EKBIS.CO, JAKARTA -- Harga Batu bara Acuan (HBA) bulan Juli terkoreksi ke angka 319,00 dolar AS per ton atau turun 4,91 dolar AS per ton dari bulan Juni, yaitu 323,91 dolar AS per ton. Murahnya harga batu bara asal Rusia membuat permintaan impor batu bara ke China dan India mengalami peningkatan signifikan.
"Ada diskon khusus batu bara yang berasal dari Rusia.
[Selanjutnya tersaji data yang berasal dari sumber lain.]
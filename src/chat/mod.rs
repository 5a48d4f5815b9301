pub mod console;
pub mod handlers;
pub mod router;
pub mod stores;

pub use console::ConsoleTransport;
pub use router::{CommandContext, CommandError, CommandHandler, CommandRouter, MessageResponder, Reply};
Diskon ini membuat Tiongkok dan India meningkatkan kapasitas impor mereka," kata Kepala Biro Komunikasi, Layanan Informasi Publik, dan Kerja Sama (KLIK) Kementerian ESDM Agung Pribadi, Senin (4/7/2022).
Agung menambahkan, ketertarikan China dan India melakukan impor batubara dari Rusia dikarenakan harga batubara global yang mulai merangkak naik akibat kelangkaan pasokan dan harga gas alam cair yang semakin mahal.
Di samping itu, faktor lain dari penuruan HBA Juli adalah meningkatnya produksi batubara domestik India untuk mengatasi persoalan krisis listrik di negara mereka.
Penurunan HBA, sambung Agung, merupakan kali terakhir dalam enam bulan terakhir. Pada bulan Januari 2022, HBA ditetapkan sebesar 158,50 dolar AS per ton, naik ke 188,38 dolar AS per ton di Februari. Selanjutnya bulan Maret menyentuh angka 203,69 dolar AS per ton, April sebesar 288,40 dolar AS per ton, bulan Mei berada di level 275,6 dolar AS per ton, dan terakhir pada bulan Juni, yaitu 323,91 dolar AS per ton.
HBA sendiri merupakan harga yang diperoleh dari rata-rata indeks Indonesia Coal Index (ICI), Newcastle Export Index (NEX), Globalcoal Newcastle Index (GCNC), dan Platt's 5900 pada bulan sebelumnya, dengan kualitas yang disetarakan pada kalori 6322 kcal/kg GAR, Total Moisture 8 persen, Total Sulphur 0,8 persen, dan Ash 15 persen.
Terdapat dua faktor turunan yang memengaruhi pergerakan HBA yaitu, supply dan demand. Pada faktor turunan supply dipengaruhi oleh season (cuaca), teknis tambang, kebijakan negara supplier, hingga teknis di supply chain seperti kereta, tongkang, maupun loading terminal.
Sementara untuk faktor turunan demand dipengaruhi oleh kebutuhan listrik yang turun berkorelasi dengan kondisi industri, kebijakan impor, dan kompetisi dengan komoditas energi lain, seperti LNG, nuklir, dan hidro.